As the owner of Freitas Package Store in the South End of New Bedford, I’m reaching out in response to Jack Spillane’s recent column on the nip ban. I am hoping we can further explore the issue and include more information that has not been discussed publicly yet.

While it is true that littering, including nip bottles, has become out of control in the city, that is not a local problem. We are also seeing low numbers statewide for recycling. To describe this fairly, we should be waging a war on litter, not just a ban on nips.

I personally spoke to the mayor, and I agree with many of the points he has made. However, I do not agree with his solution, at this time. Banning products today has become too easy and a sign of desperation or giving up. That is what the mayor is saying before all the facts are in.

This should only be done after engaging the community — the residents, the businesses, the City Council, the mayor’s office, all at the same table to find out if we have any choices before a ban should be implemented.

This is a very complicated issue and can only be solved if the constituents agree, and they feel like the process is fair. Environmental groups may have no regard for the economic impact. Likewise, businesses may care more about the financial impact and less about the environment.

There is another component that has not been talked about. Do we have options to control littering beyond nips? Do we want to depend on the state to do something? Can we get help from industry to address some of the trash issues in the city? Can we impose a fee directly to retailers?

Other communities in the state have started down this path. Another point is that if this passes, it is non-reviewable. It cannot be overturned by anyone other than the board.

Everyone in the city knows that the Licensing Board does not operate in a vacuum. The Licensing Board does not and has not taken up this issue on its own. This proposal comes directly from the mayor’s office. And in our conversations, he does not dispute that he said this needs to happen because litter is out of control, and the vagrancy problem in New Bedford must be addressed.

I don’t think it’s clearly understood what drives the bulk of sales and dollars for nips in the city of New Bedford.
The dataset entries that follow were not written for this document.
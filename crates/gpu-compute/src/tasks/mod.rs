//! Simulation routines, one per computation kind.
//!
//! CPU-bound work runs on tokio's blocking pool; pure waits use
//! `tokio::time::sleep` so concurrent requests overlap their delays.

pub mod default;
pub mod image;
pub mod matrix;
pub mod neural;

pub use default::DefaultComputation;
pub use image::ImageProcessing;
pub use matrix::MatrixMultiplication;
pub use neural::NeuralNetworkInference;

use crate::ComputeError;

/// Run CPU-bound work off the async workers.
pub(crate) async fn run_blocking<F, T>(work: F) -> Result<T, ComputeError>
where
    F: FnOnce() -> T + Send + 'static,
    T: Send + 'static,
{
    tokio::task::spawn_blocking(work)
        .await
        .map_err(|e| ComputeError::TaskFailed(e.to_string()))
}

/// Round to a fixed number of decimal places.
pub(crate) fn round_to(value: f64, decimals: i32) -> f64 {
    let factor = 10f64.powi(decimals);
    (value * factor).round() / factor
}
Our volume of sales is mainly driven by the working class — contractors, landscapers, painters, fisherman … the true working class.
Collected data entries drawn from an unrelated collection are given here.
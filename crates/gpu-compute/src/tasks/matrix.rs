//! Matrix multiplication simulation.
//!
//! Performs a real dense NxN · NxN product over uniform random entries so the
//! reported aggregates look plausible. Only shape, sum and mean are reported.

use super::run_blocking;
use crate::config::DEFAULT_MAX_CONCURRENT_MATRIX;
use crate::domain::types::{MatrixOutput, SimulationOutput};
use crate::{ComputationKind, ComputeError, MatrixParams, Simulation};
use rand::Rng;
use rayon::prelude::*;
use std::sync::Arc;
use tokio::sync::Semaphore;

/// Matrix multiplication routine.
///
/// Each product holds three N² buffers for its whole run, so a permit is
/// taken before allocating. Clones share the same permits.
#[derive(Debug, Clone)]
pub struct MatrixMultiplication {
    permits: Arc<Semaphore>,
}

impl MatrixMultiplication {
    /// Routine running at most `max_concurrent` products at once (at least one)
    pub fn new(max_concurrent: usize) -> Self {
        Self {
            permits: Arc::new(Semaphore::new(max_concurrent.max(1))),
        }
    }

    /// Products that could start right now without waiting
    pub fn available_permits(&self) -> usize {
        self.permits.available_permits()
    }
}

impl Default for MatrixMultiplication {
    fn default() -> Self {
        Self::new(DEFAULT_MAX_CONCURRENT_MATRIX)
    }
}

#[async_trait::async_trait]
impl Simulation for MatrixMultiplication {
    type Params = MatrixParams;
    type Output = SimulationOutput;

    fn kind(&self) -> ComputationKind {
        ComputationKind::MatrixMultiplication
    }

    async fn simulate(
        &self,
        data: &str,
        params: MatrixParams,
    ) -> Result<SimulationOutput, ComputeError> {
        let n = params.size;
        let flops = flop_count(n)?;

        let _permit = self
            .permits
            .acquire()
            .await
            .map_err(|_| ComputeError::TaskFailed("matrix permits closed".into()))?;
        let product = run_blocking(move || {
            let a = random_matrix(n);
            let b = random_matrix(n);
            multiply(&a, &b, n)
        })
        .await?;

        let result_sum: f64 = product.iter().sum();
        let result_mean = if product.is_empty() {
            None
        } else {
            Some(result_sum / product.len() as f64)
        };

        Ok(SimulationOutput::Matrix(MatrixOutput {
            operation: self.kind().operation(),
            input_data: data.to_string(),
            matrix_size: format!("{n}x{n}"),
            result_shape: [n, n],
            result_sum,
            result_mean,
            flops,
        }))
    }
}

/// 2·N³ multiply-adds
fn flop_count(n: usize) -> Result<u64, ComputeError> {
    (n as u64)
        .checked_pow(3)
        .and_then(|cube| cube.checked_mul(2))
        .ok_or_else(|| ComputeError::invalid("matrix_size", "flop count overflows"))
}

/// Row-major NxN matrix with entries in [0, 1)
fn random_matrix(n: usize) -> Vec<f64> {
    let mut rng = rand::thread_rng();
    (0..n * n).map(|_| rng.gen::<f64>()).collect()
}

/// Row-major product, parallel over output rows
fn multiply(a: &[f64], b: &[f64], n: usize) -> Vec<f64> {
    let mut c = vec![0.0; n * n];
    c.par_chunks_mut(n.max(1))
        .enumerate()
        .for_each(|(i, row)| {
            for k in 0..n {
                let a_ik = a[i * n + k];
                let b_row = &b[k * n..(k + 1) * n];
                for (c_ij, b_kj) in row.iter_mut().zip(b_row) {
                    *c_ij += a_ik * b_kj;
                }
            }
        });
    c
}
How and where this started is also a component of this issue. In other cities and towns, petitions were started either by environmental groups, citizens or by the City Council. In no city in Massachusetts was it generated from City Hall in the mayor’s office.

Currently stores around the city have gathered more than 2,000 signatures of residents, who are not in favor of the nip ban — not because they don’t think pollution is an issue, but because their right is being taken away without a fair democratic process.
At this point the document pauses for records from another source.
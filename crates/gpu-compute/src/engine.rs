//! Computation engine: orchestrates one request end-to-end.

use crate::domain::types::{
    BatchEntry, BatchReport, ComputationOutcome, ComputationRequest, ComputationResult,
    SimulationOutput, StatusSnapshot,
};
use crate::{ComputationKind, ComputeError, Dispatcher, EngineConfig, Parameters, SimulationPlan};
use rand::Rng;
use tokio::time::Instant;
use tracing::{debug, warn};
use uuid::Uuid;

/// Process-wide engine. Holds immutable configuration plus the matrix
/// permits, so one instance can be shared (`Arc<ComputeEngine>`) by every
/// concurrent request and the matrix bound applies across all of them.
#[derive(Debug, Clone)]
pub struct ComputeEngine {
    config: EngineConfig,
    dispatcher: Dispatcher,
}

impl ComputeEngine {
    pub fn new(config: EngineConfig) -> Self {
        Self {
            dispatcher: Dispatcher::with_config(&config),
            config,
        }
    }

    pub fn config(&self) -> &EngineConfig {
        &self.config
    }

    /// Run one computation. Never fails: errors become the failure side of
    /// the envelope.
    pub async fn run(&self, data: &str, parameters: &Parameters) -> ComputationResult {
        let started = Instant::now();
        let request_id = Uuid::new_v4();
        let kind = ComputationKind::from_parameters(parameters);

        let outcome = match self.execute(kind, data, parameters).await {
            Ok(output) => ComputationOutcome::Success(output),
            Err(e) => {
                warn!(%request_id, %kind, error = %e, "Computation failed");
                ComputationOutcome::Failure(e.to_string())
            }
        };

        let computation_time = started.elapsed().as_secs_f64();
        debug!(%request_id, %kind, computation_time, "Computation finished");

        ComputationResult::new(request_id, outcome, computation_time)
    }

    async fn execute(
        &self,
        kind: ComputationKind,
        data: &str,
        parameters: &Parameters,
    ) -> Result<SimulationOutput, ComputeError> {
        tokio::time::sleep(self.config.simulate_delay).await;

        let plan = SimulationPlan::extract(kind, parameters, &self.config)?;
        self.dispatcher.dispatch(data, plan).await
    }

    /// Run requests strictly one after another, in input order.
    ///
    /// An entry's `success` means the item ran to completion. `run` always
    /// completes, so every entry counts as successful; per-item outcome is
    /// the inner envelope's own `success`.
    pub async fn run_batch(&self, requests: &[ComputationRequest]) -> BatchReport {
        let mut results = Vec::with_capacity(requests.len());

        for (index, request) in requests.iter().enumerate() {
            let result = self.run(&request.data, &request.parameters).await;
            results.push(BatchEntry {
                index,
                success: true,
                result,
            });
        }

        BatchReport::from_entries(results)
    }

    /// Synthetic device health. Nothing is sensed; values are random per call.
    pub fn status(&self) -> StatusSnapshot {
        let mut rng = rand::thread_rng();

        StatusSnapshot {
            gpu_available: self.config.gpu_available,
            max_computation_time: self.config.max_computation_time.as_secs(),
            simulate_delay: self.config.simulate_delay.as_secs_f64(),
            gpu_memory_usage: format!("{}%", rng.gen_range(10..=80)),
            gpu_temperature: format!("{}°C", rng.gen_range(35..=75)),
            active_processes: rng.gen_range(0..=3),
        }
    }
}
If this process goes through on Monday night, and the board implements a ban, which many think is already baked into the cake, this will have serious implications for everyone in the city of New Bedford — the residents who feel their choice was taken away and the businesses who will see customers leave our city to shop surrounding communities.

All we are asking for, as businesses in the city, is to have a seat at the table to further this discussion and see if we have options. Not to hang our hat on a bottle bill; not to think that the litter can be cleaned up overnight; but to have a seat at the table to see if there are opportunities for the city before we implement a ban such as this.

The outreach has not happened. Doing so in the manner it has been done is the City Hall saying we’re doing this on our own, and I don’t care what all of the residents of New Bedford think. The right outcome on Monday is for the board to recognize that we have not exhausted all opportunities. This discussion should be tabled, and a committee should be assembled at the Licensing Board’s request that includes the Licensing Board, The City Council, the mayor’s office, members of the community, businesses owners and environmental interests.

No matter what happens, someone will be disappointed. What we want is to make sure all sides have been heard, and all the other sides understand  everyone else’s position. Have we exhausted every possible option? That would be a true sign of leadership to do what is best today, tomorrow and into the future for the City of New Bedford.

Mark Riley of Mattapoisett is the owner of Freitas Package Store on Cove Road in New Bedford.

Editor’s note: The New Bedford Licensing Board meets tonight (Monday, July 24) at 6 p.m., in the New Bedford Public Library.